9. Nem as estações públicas nem a regulação limitam a participação de comentadores independentes, alheios ao arco partidário. Todos os nomes citados tiveram ou têm acesso frequente ou permanente às estações de televisão públicas ou privadas.
10. Dizer que se as estações privadas de sinal aberto tiverem de ser minimamente plurais por efeito da regulação, o pluralismo diminui, isso é um óbvio contra-senso.
11. Não existe nenhum país, incluindo os Estados Unidos, onde não haja regulação dos meios de comunicação, a começar pela televisão. Tal como o mercado em geral, não há "mercado livre de opiniões" sem regulação que assegure um mínimo de iguladade no acesso a esse mercado. Só defende o contrário quem beneficia de posições dominantes no mercado desregulado.
12. É preferível mais pluralismo de opinião do que menos.

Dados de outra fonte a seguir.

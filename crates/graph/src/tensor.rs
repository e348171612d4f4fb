// Copyright 2025 Irreducible Inc.

use std::ops::Deref;

use condnet_utils::ensure;
use ndarray::{Array1, Array2, ArrayView2, Axis, Zip};

use crate::error::Error;

/// A dense `f32` matrix.
///
/// Per-sample quantities are `(batch, 1)` columns and scalars are `(1, 1)`. Elementwise binary
/// operations broadcast any dimension of size 1, and report incompatible shapes as errors
/// instead of panicking.
#[derive(Debug, Clone, PartialEq)]
pub struct Tensor(Array2<f32>);

impl Tensor {
	pub fn new(rows: usize, cols: usize, data: Vec<f32>) -> Result<Self, Error> {
		let actual = data.len();
		Array2::from_shape_vec((rows, cols), data)
			.map(Self)
			.map_err(|_| Error::IncorrectDataLength {
				expected: rows * cols,
				actual,
			})
	}

	pub fn full(rows: usize, cols: usize, value: f32) -> Self {
		Self(Array2::from_elem((rows, cols), value))
	}

	pub fn zeros(rows: usize, cols: usize) -> Self {
		Self(Array2::zeros((rows, cols)))
	}

	pub fn scalar(value: f32) -> Self {
		Self::full(1, 1, value)
	}

	/// A `(values.len(), 1)` column.
	pub fn column(values: Vec<f32>) -> Self {
		Self(Array1::from(values).insert_axis(Axis(1)))
	}

	/// Builds a matrix from equally long rows.
	pub fn from_rows<R: AsRef<[f32]>>(rows: &[R]) -> Result<Self, Error> {
		let cols = rows.first().map_or(0, |row| row.as_ref().len());
		let mut data = Vec::with_capacity(rows.len() * cols);
		for row in rows {
			let row = row.as_ref();
			ensure!(
				row.len() == cols,
				Error::IncorrectDataLength {
					expected: cols,
					actual: row.len(),
				}
			);
			data.extend_from_slice(row);
		}
		Self::new(rows.len(), cols, data)
	}

	pub fn rows(&self) -> usize {
		self.0.nrows()
	}

	pub fn cols(&self) -> usize {
		self.0.ncols()
	}

	pub fn dims(&self) -> (usize, usize) {
		self.0.dim()
	}

	pub fn array(&self) -> &Array2<f32> {
		&self.0
	}

	pub fn array_mut(&mut self) -> &mut Array2<f32> {
		&mut self.0
	}

	/// The single value of a `(1, 1)` tensor.
	pub fn scalar_value(&self) -> Option<f32> {
		(self.dims() == (1, 1)).then(|| self.0[[0, 0]])
	}

	pub fn is_finite(&self) -> bool {
		self.0.iter().all(|value| value.is_finite())
	}

	pub fn mapv(&self, f: impl FnMut(f32) -> f32) -> Self {
		Self(self.0.mapv(f))
	}

	pub fn add(&self, other: &Self) -> Result<Self, Error> {
		self.check_broadcast(other)?;
		Ok(Self(&self.0 + &other.0))
	}

	pub fn sub(&self, other: &Self) -> Result<Self, Error> {
		self.check_broadcast(other)?;
		Ok(Self(&self.0 - &other.0))
	}

	pub fn mul(&self, other: &Self) -> Result<Self, Error> {
		self.check_broadcast(other)?;
		Ok(Self(&self.0 * &other.0))
	}

	pub fn div(&self, other: &Self) -> Result<Self, Error> {
		self.check_broadcast(other)?;
		Ok(Self(&self.0 / &other.0))
	}

	/// Combines two tensors elementwise with `f`, broadcasting like the arithmetic operations.
	pub fn zip_map(&self, other: &Self, mut f: impl FnMut(f32, f32) -> f32) -> Result<Self, Error> {
		let (lhs, rhs) = self.co_broadcast(other)?;
		Ok(Self(Zip::from(&lhs).and(&rhs).map_collect(|&a, &b| f(a, b))))
	}

	fn check_broadcast(&self, other: &Self) -> Result<(), Error> {
		self.co_broadcast(other).map(|_| ())
	}

	fn co_broadcast<'a>(
		&'a self,
		other: &'a Self,
	) -> Result<(ArrayView2<'a, f32>, ArrayView2<'a, f32>), Error> {
		let incompatible = || Error::IncompatibleShapes {
			lhs: self.dims(),
			rhs: other.dims(),
		};
		let rows = broadcast_dim(self.rows(), other.rows()).ok_or_else(incompatible)?;
		let cols = broadcast_dim(self.cols(), other.cols()).ok_or_else(incompatible)?;
		let lhs = self.0.broadcast((rows, cols)).ok_or_else(incompatible)?;
		let rhs = other.0.broadcast((rows, cols)).ok_or_else(incompatible)?;
		Ok((lhs, rhs))
	}

	/// Expands the tensor to `(rows, cols)` by repeating dimensions of size 1.
	pub fn broadcast_to(&self, rows: usize, cols: usize) -> Result<Self, Error> {
		self.0
			.broadcast((rows, cols))
			.map(|view| Self(view.to_owned()))
			.ok_or(Error::IncompatibleShapes {
				lhs: self.dims(),
				rhs: (rows, cols),
			})
	}

	/// Sums the tensor down to `(rows, cols)`, the inverse of broadcasting to the current shape.
	pub fn reduce_to(&self, rows: usize, cols: usize) -> Result<Self, Error> {
		ensure!(
			(rows == self.rows() || rows == 1) && (cols == self.cols() || cols == 1),
			Error::IncompatibleShapes {
				lhs: self.dims(),
				rhs: (rows, cols),
			}
		);
		let mut out = self.0.clone();
		if rows != out.nrows() {
			out = out.sum_axis(Axis(0)).insert_axis(Axis(0));
		}
		if cols != out.ncols() {
			out = out.sum_axis(Axis(1)).insert_axis(Axis(1));
		}
		Ok(Self(out))
	}

	pub fn matmul(&self, other: &Self) -> Result<Self, Error> {
		ensure!(
			self.cols() == other.rows(),
			Error::IncompatibleMatMul {
				lhs: self.dims(),
				rhs: other.dims(),
			}
		);
		Ok(Self(self.0.dot(&other.0)))
	}

	pub fn transpose(&self) -> Self {
		Self(self.0.t().to_owned())
	}

	/// Per-row sums as a `(rows, 1)` column.
	pub fn row_sums(&self) -> Self {
		Self(self.0.sum_axis(Axis(1)).insert_axis(Axis(1)))
	}

	/// Column `index` as a `(rows, 1)` column.
	pub fn column_at(&self, index: usize) -> Result<Self, Error> {
		ensure!(
			index < self.cols(),
			Error::ColumnOutOfRange {
				index,
				cols: self.cols(),
			}
		);
		Ok(Self(self.0.column(index).to_owned().insert_axis(Axis(1))))
	}

	/// Numerically stable softmax of every row.
	pub fn softmax_rows(&self) -> Self {
		let mut out = self.0.clone();
		for mut row in out.rows_mut() {
			let max = row.fold(f32::NEG_INFINITY, |acc, &value| acc.max(value));
			row.mapv_inplace(|value| (value - max).exp());
			let total = row.sum();
			row /= total;
		}
		Self(out)
	}

	/// One-hot encoding of the largest entry of each row; the first index wins ties.
	pub fn one_hot_argmax(&self) -> Self {
		self.one_hot_by(|candidate, best| candidate > best)
	}

	/// One-hot encoding of the smallest entry of each row; the first index wins ties.
	pub fn one_hot_argmin(&self) -> Self {
		self.one_hot_by(|candidate, best| candidate < best)
	}

	fn one_hot_by(&self, better: impl Fn(f32, f32) -> bool) -> Self {
		let picks = self.0.map_axis(Axis(1), |row| {
			row.indexed_iter()
				.fold(None, |best, (index, &value)| match best {
					Some((_, best_value)) if !better(value, best_value) => best,
					_ => Some((index, value)),
				})
				.map(|(index, _)| index)
		});
		let mut out = Array2::zeros(self.0.raw_dim());
		for (row, pick) in picks.iter().enumerate() {
			if let Some(col) = *pick {
				out[[row, col]] = 1.0;
			}
		}
		Self(out)
	}
}

impl Deref for Tensor {
	type Target = Array2<f32>;

	fn deref(&self) -> &Self::Target {
		&self.0
	}
}

impl From<Array2<f32>> for Tensor {
	fn from(array: Array2<f32>) -> Self {
		Self(array)
	}
}

fn broadcast_dim(lhs: usize, rhs: usize) -> Option<usize> {
	match (lhs, rhs) {
		(lhs, rhs) if lhs == rhs => Some(lhs),
		(1, rhs) => Some(rhs),
		(lhs, 1) => Some(lhs),
		_ => None,
	}
}

#[cfg(test)]
mod tests {
	use assert_matches::assert_matches;
	use itertools::izip;
	use proptest::prelude::*;

	use super::*;

	fn small_tensor(rows: usize, cols: usize) -> impl Strategy<Value = Tensor> {
		prop::collection::vec(-8i8..8, rows * cols).prop_map(move |values| {
			Tensor::new(rows, cols, values.into_iter().map(f32::from).collect())
				.expect("length matches dims")
		})
	}

	fn matmul_operands() -> impl Strategy<Value = (Tensor, Tensor)> {
		(1usize..5, 1usize..5, 1usize..5)
			.prop_flat_map(|(n, k, m)| (small_tensor(n, k), small_tensor(k, m)))
	}

	#[test]
	fn test_new_checks_length() {
		assert_matches!(
			Tensor::new(2, 2, vec![1.0; 3]),
			Err(Error::IncorrectDataLength {
				expected: 4,
				actual: 3
			})
		);
		assert_matches!(
			Tensor::from_rows(&[vec![1.0f32, 2.0], vec![3.0]]),
			Err(Error::IncorrectDataLength {
				expected: 2,
				actual: 1
			})
		);
	}

	#[test]
	fn test_arithmetic_broadcasts_column_and_row() {
		let column = Tensor::column(vec![1.0, 2.0]);
		let row = Tensor::new(1, 3, vec![10.0, 20.0, 30.0]).unwrap();
		let sum = column.add(&row).unwrap();
		assert_eq!(sum, Tensor::from_rows(&[[11.0f32, 21.0, 31.0], [12.0, 22.0, 32.0]]).unwrap());

		let wide = Tensor::zeros(2, 3);
		assert_matches!(wide.mul(&Tensor::zeros(3, 1)), Err(Error::IncompatibleShapes { .. }));
		assert_matches!(
			wide.zip_map(&Tensor::zeros(2, 2), f32::max),
			Err(Error::IncompatibleShapes { .. })
		);
	}

	#[test]
	fn test_reduce_to_inverts_broadcast() {
		let scalar = Tensor::scalar(2.0);
		let expanded = scalar.broadcast_to(3, 2).unwrap();
		assert_eq!(expanded.reduce_to(1, 1).unwrap(), Tensor::scalar(12.0));
		assert_eq!(expanded.reduce_to(3, 1).unwrap(), Tensor::column(vec![4.0; 3]));
		assert_matches!(expanded.reduce_to(2, 2), Err(Error::IncompatibleShapes { .. }));
	}

	#[test]
	fn test_matmul() {
		let a = Tensor::from_rows(&[[1.0f32, 2.0], [3.0, 4.0]]).unwrap();
		let b = Tensor::from_rows(&[[5.0f32], [6.0]]).unwrap();
		assert_eq!(a.matmul(&b).unwrap(), Tensor::column(vec![17.0, 39.0]));
		assert_matches!(b.matmul(&b), Err(Error::IncompatibleMatMul { .. }));
	}

	#[test]
	fn test_softmax_rows_sum_to_one() {
		let scores = Tensor::from_rows(&[[1.0f32, 2.0, 3.0], [1000.0, 1000.0, -1000.0]]).unwrap();
		let softmax = scores.softmax_rows();
		for total in softmax.row_sums().iter() {
			assert!((total - 1.0).abs() < 1e-6);
		}
		assert!(softmax.is_finite());
	}

	#[test]
	fn test_one_hot_ties_pick_first_index() {
		let scores = Tensor::from_rows(&[[1.0f32, 3.0, 3.0], [2.0, 2.0, 2.0]]).unwrap();
		assert_eq!(
			scores.one_hot_argmax(),
			Tensor::from_rows(&[[0.0f32, 1.0, 0.0], [1.0, 0.0, 0.0]]).unwrap()
		);
		assert_eq!(
			scores.one_hot_argmin(),
			Tensor::from_rows(&[[1.0f32, 0.0, 0.0], [1.0, 0.0, 0.0]]).unwrap()
		);
	}

	proptest! {
		#[test]
		fn test_matmul_transpose_identity((a, b) in matmul_operands()) {
			let lhs = a.matmul(&b).unwrap().transpose();
			let rhs = b.transpose().matmul(&a.transpose()).unwrap();
			prop_assert_eq!(lhs, rhs);
		}

		#[test]
		fn test_one_hot_rows_select_extremes(
			x in (1usize..5, 1usize..5).prop_flat_map(|(rows, cols)| small_tensor(rows, cols))
		) {
			let (max, min) = (x.one_hot_argmax(), x.one_hot_argmin());
			let rows = izip!(x.array().rows(), max.array().rows(), min.array().rows());
			for (values, max_row, min_row) in rows {
				prop_assert_eq!(max_row.sum(), 1.0);
				prop_assert_eq!(min_row.sum(), 1.0);
				let picked_max = izip!(values, max_row)
					.find(|&(_, &hot)| hot == 1.0)
					.map(|(&value, _)| value);
				let picked_min = izip!(values, min_row)
					.find(|&(_, &hot)| hot == 1.0)
					.map(|(&value, _)| value);
				prop_assert_eq!(picked_max, values.iter().copied().reduce(f32::max));
				prop_assert_eq!(picked_min, values.iter().copied().reduce(f32::min));
			}
		}
	}
}
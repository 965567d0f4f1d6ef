use nom::{character, combinator::all_consuming, IResult};

use crate::error::DecryptError;
use crate::ring::Value;

fn parse_number(s: &str) -> IResult<&str, Value> {
    all_consuming(character::complete::i64)(s)
}

/// Parse one signed integer per line. The first line that isn't one fails the whole parse.
pub fn parse_numbers(s: &str) -> Result<Vec<Value>, DecryptError> {
    s.lines()
        .enumerate()
        .map(|(i, line)| {
            let (_, value) =
                parse_number(line.trim()).map_err(|_| DecryptError::MalformedInput {
                    line: i + 1,
                    text: line.to_owned(),
                })?;
            Ok(value)
        })
        .collect()
}

#[cfg(test)]
mod tests {
    use super::parse_numbers;
    use crate::error::DecryptError;

    #[test]
    fn test_parse_sample() {
        let input = "1\n2\n-3\n3\n-2\n0\n4\n";
        assert_eq!(parse_numbers(input), Ok(vec![1, 2, -3, 3, -2, 0, 4]));
    }

    #[test]
    fn test_parse_crlf_and_large() {
        let input = "9223372036854775807\r\n-9223372036854775808\r\n0";
        assert_eq!(parse_numbers(input), Ok(vec![i64::MAX, i64::MIN, 0]));
    }

    #[test]
    fn test_parse_rejects_garbage() {
        assert_eq!(
            parse_numbers("1\n2x\n3\n"),
            Err(DecryptError::MalformedInput {
                line: 2,
                text: "2x".to_owned()
            })
        );
        assert_eq!(
            parse_numbers("1\n\n3\n"),
            Err(DecryptError::MalformedInput {
                line: 2,
                text: String::new()
            })
        );
        assert!(parse_numbers("9223372036854775808").is_err());
    }

    #[test]
    fn test_parse_empty() {
        assert_eq!(parse_numbers(""), Ok(vec![]));
    }
}
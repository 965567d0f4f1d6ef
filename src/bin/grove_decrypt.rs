use std::path::PathBuf;

use anyhow::Context;
use clap::{Parser, ValueEnum};

use grovelib::Scenario;

#[derive(ValueEnum, Debug, PartialEq, Eq, Clone, Copy)]
enum Mode {
    Part1,
    Part2,
}

impl Mode {
    fn label(&self) -> &'static str {
        match self {
            Mode::Part1 => "Part one",
            Mode::Part2 => "Part two",
        }
    }

    fn scenario(&self) -> Scenario {
        match self {
            Mode::Part1 => Scenario::PART_ONE,
            Mode::Part2 => Scenario::PART_TWO,
        }
    }
}

#[derive(Debug, Parser)]
#[command(author, version, about, long_about = None)]
struct Args {
    #[clap(short, long)]
    verbose: bool,
    /// Run only this part; both run when omitted
    #[clap(short, long, value_enum)]
    mode: Option<Mode>,
    /// File with one integer per line; stdin when omitted
    input: Option<PathBuf>,
}

fn main() -> anyhow::Result<()> {
    let args = Args::parse();
    let log_level = if args.verbose {
        log::LevelFilter::Debug
    } else {
        log::LevelFilter::Info
    };
    env_logger::builder()
        .format_module_path(false)
        .format_timestamp_millis()
        .filter_level(log_level)
        .init();
    let input = match &args.input {
        Some(path) => std::fs::read_to_string(path)
            .with_context(|| format!("unable to read {}", path.display()))?,
        None => std::io::read_to_string(std::io::stdin()).context("unable to read stdin")?,
    };
    let numbers = grovelib::parse_numbers(&input)?;
    log::debug!("read {} numbers", numbers.len());
    let modes = match args.mode {
        Some(mode) => vec![mode],
        None => vec![Mode::Part1, Mode::Part2],
    };
    for mode in modes {
        let start = std::time::Instant::now();
        let sum = grovelib::decrypt(&numbers, mode.scenario())?;
        log::debug!("{:?} finished in {:?}", mode, start.elapsed());
        println!("{}: {}", mode.label(), sum);
    }
    Ok(())
}
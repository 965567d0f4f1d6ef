mod decrypt;
mod error;
mod input;
mod mixer;
mod ring;

pub use decrypt::{decrypt, grove_coordinates, Scenario, DECRYPTION_KEY};
pub use error::DecryptError;
pub use input::parse_numbers;
pub use mixer::mix;
pub use ring::{Element, Ring, RingIter, Value};
use crate::error::DecryptError;
use crate::mixer::mix;
use crate::ring::{Ring, Value};

pub const DECRYPTION_KEY: Value = 811589153;

const COORDINATE_OFFSETS: [usize; 3] = [1000, 2000, 3000];

#[derive(Debug, Clone, Copy, PartialEq, Eq)]
pub struct Scenario {
    pub key: Value,
    pub passes: usize,
}

impl Scenario {
    pub const PART_ONE: Scenario = Scenario { key: 1, passes: 1 };
    pub const PART_TWO: Scenario = Scenario {
        key: DECRYPTION_KEY,
        passes: 10,
    };
}

/// Sum the values 1000, 2000 and 3000 places after the element holding 0.
pub fn grove_coordinates(ring: &Ring) -> Result<Value, DecryptError> {
    let zero = ring
        .find_by_value(0)
        .ok_or(DecryptError::MissingZeroElement)?
        .original_index;
    log::debug!("zero is original element {}", zero);
    COORDINATE_OFFSETS
        .into_iter()
        .map(|offset| ring.element_at(zero, offset).value)
        .try_fold(0 as Value, |acc, v| {
            log::debug!("coordinate {}", v);
            acc.checked_add(v).ok_or(DecryptError::SumOverflow)
        })
}

pub fn decrypt(values: &[Value], scenario: Scenario) -> Result<Value, DecryptError> {
    let scaled = values
        .iter()
        .map(|&value| {
            value
                .checked_mul(scenario.key)
                .ok_or(DecryptError::KeyOverflow {
                    value,
                    key: scenario.key,
                })
        })
        .collect::<Result<Vec<_>, _>>()?;
    let mut ring = Ring::new(&scaled)?;
    log::debug!(
        "mixing {} elements for {} pass(es)",
        ring.len(),
        scenario.passes
    );
    mix(&mut ring, scenario.passes);
    grove_coordinates(&ring)
}

#[cfg(test)]
mod tests {
    use super::{decrypt, grove_coordinates, Scenario};
    use crate::error::DecryptError;
    use crate::ring::Ring;

    const SAMPLE: [i64; 7] = [1, 2, -3, 3, -2, 0, 4];

    #[test]
    fn test_part_one() {
        assert_eq!(decrypt(&SAMPLE, Scenario::PART_ONE), Ok(3));
    }

    #[test]
    fn test_part_two() {
        assert_eq!(decrypt(&SAMPLE, Scenario::PART_TWO), Ok(1623178306));
    }

    #[test]
    fn test_parts_are_independent() {
        let first = decrypt(&SAMPLE, Scenario::PART_ONE);
        let second = decrypt(&SAMPLE, Scenario::PART_TWO);
        assert_eq!(decrypt(&SAMPLE, Scenario::PART_ONE), first);
        assert_eq!(decrypt(&SAMPLE, Scenario::PART_TWO), second);
    }

    #[test]
    fn test_two_elements() {
        assert_eq!(decrypt(&[0, 5], Scenario::PART_ONE), Ok(0));
        // 1000, 2000 and 3000 are all even, so every offset lands back on 0
        assert_eq!(decrypt(&[5, 0], Scenario::PART_TWO), Ok(0));
    }

    #[test]
    fn test_coordinates_unmixed() {
        let ring = Ring::new(&[0, 1, 2]).unwrap();
        // 1000 % 3 == 1, 2000 % 3 == 2, 3000 % 3 == 0
        assert_eq!(grove_coordinates(&ring), Ok(3));
    }

    #[test]
    fn test_errors() {
        assert_eq!(
            decrypt(&[1, 2, 3], Scenario::PART_ONE),
            Err(DecryptError::MissingZeroElement)
        );
        assert_eq!(
            decrypt(&[0], Scenario::PART_ONE),
            Err(DecryptError::DegenerateSequence { len: 1 })
        );
        assert_eq!(
            decrypt(&[0, i64::MAX / 2], Scenario::PART_TWO),
            Err(DecryptError::KeyOverflow {
                value: i64::MAX / 2,
                key: super::DECRYPTION_KEY,
            })
        );
        let ring = Ring::new(&[0, i64::MAX, i64::MAX]).unwrap();
        assert_eq!(grove_coordinates(&ring), Err(DecryptError::SumOverflow));
    }
}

A favor do referendo directo da Constituição europeia

«(...) Não estou completamente de acordo consigo em relação a um tema específico: o do referendo à Constituição Europeia. (...) Nunca concordei com a proibição constitucional de referendar [directamente] leis ou tratados internacionais. É verdade que estes têm frequentemente elementos técnicos específicos que escapam à generalidade dos eleitores. Contudo, parece-me exagerado crer que, por exemplo, um deputado à Assembleia da República, quando vota uma determinada lei na generalidade, compreenda totalmente o conteúdo técnico do texto legislativo que aprova ou reprova. (...) No fundo, mesmo ao votar o respectivo diploma, estará a votar aquilo que interpreta serem as grandes opções do diploma: a escolha das grandes opções do diploma não deverão ser restringidas desde logo na pergunta do referendo, mas sim escolhidas pelo próprio eleitor consoante um debate de razão pública.
O elemento democrático do nosso regime misto monárquico-presidencial-aristocrático-democrático (é assim que o interpreto) deve ser também um misto de democracia representativa e democracia directa. Não há que ter medo das votações populares aos diplomas, mas sim da manipulação do debate público: o coarctar do poder decisório livre de cada um é sim o grande problema a combater.»

(André dos Santos Campos)

quinta-feira, 14 de outubro de 2004

Ensaio Geral

Amanhã, toda a gente às Urgências.

Bush v Kerry

Dos três debates públicos entre Kerry e Bush, este não ganhou nenhum e perdeu inequivocamente dois deles (o primeiro, sobre política externa, e o terceiro, realizado ontem, sobre política interna), em que Kerry triunfou em toda a linha. Perante a patente superioridade do candidato democrata, os eleitores norte-americanos serão estúpidos?

Até quando?

A passividade passada, se não compreensão implícita, em relação às formas violentas de protesto estudantil em Coimbra (incluindo frequentes encerramentos da Porta Férrea a cadeado, impossibilitando a entrada nas instalações a estudantes, professores e funcionários) culminou ontem com a invasão da sala grande dos actos da Universidade, por um pequeno grupo de estudantes, interrompendo tumultuosamente a cerimónia solene de abertura de aulas. O clima de impunidade em relação à violência de minorias extremistas só favorece mais violência.
Tendo considerado "muito grave e condenável" a invasão, seria desejável que a Reitoria passasse aos actos, promovendo a respectiva condenação e punição. Ou será que na UC continua a haver estudantes que, só por o serem, gozam de um estatuto de total imunidade disciplinar e penal?
(revisto)

Acima da lei

Seguindo o triste exemplo dos seus colegas de Coimbra nos últimos anos, os estudantes de Évora fecharam a sua Universidade a cadeado. Uns heróis! Imagine-se que eram trabalhadores a encerrarem à força a sua empresa, para impedirem outros de entrar nas instalações: alguém toleraria?
Por que é que há grupos sociais privilegiados que pensam que estão acima da lei..., e estão mesmo!?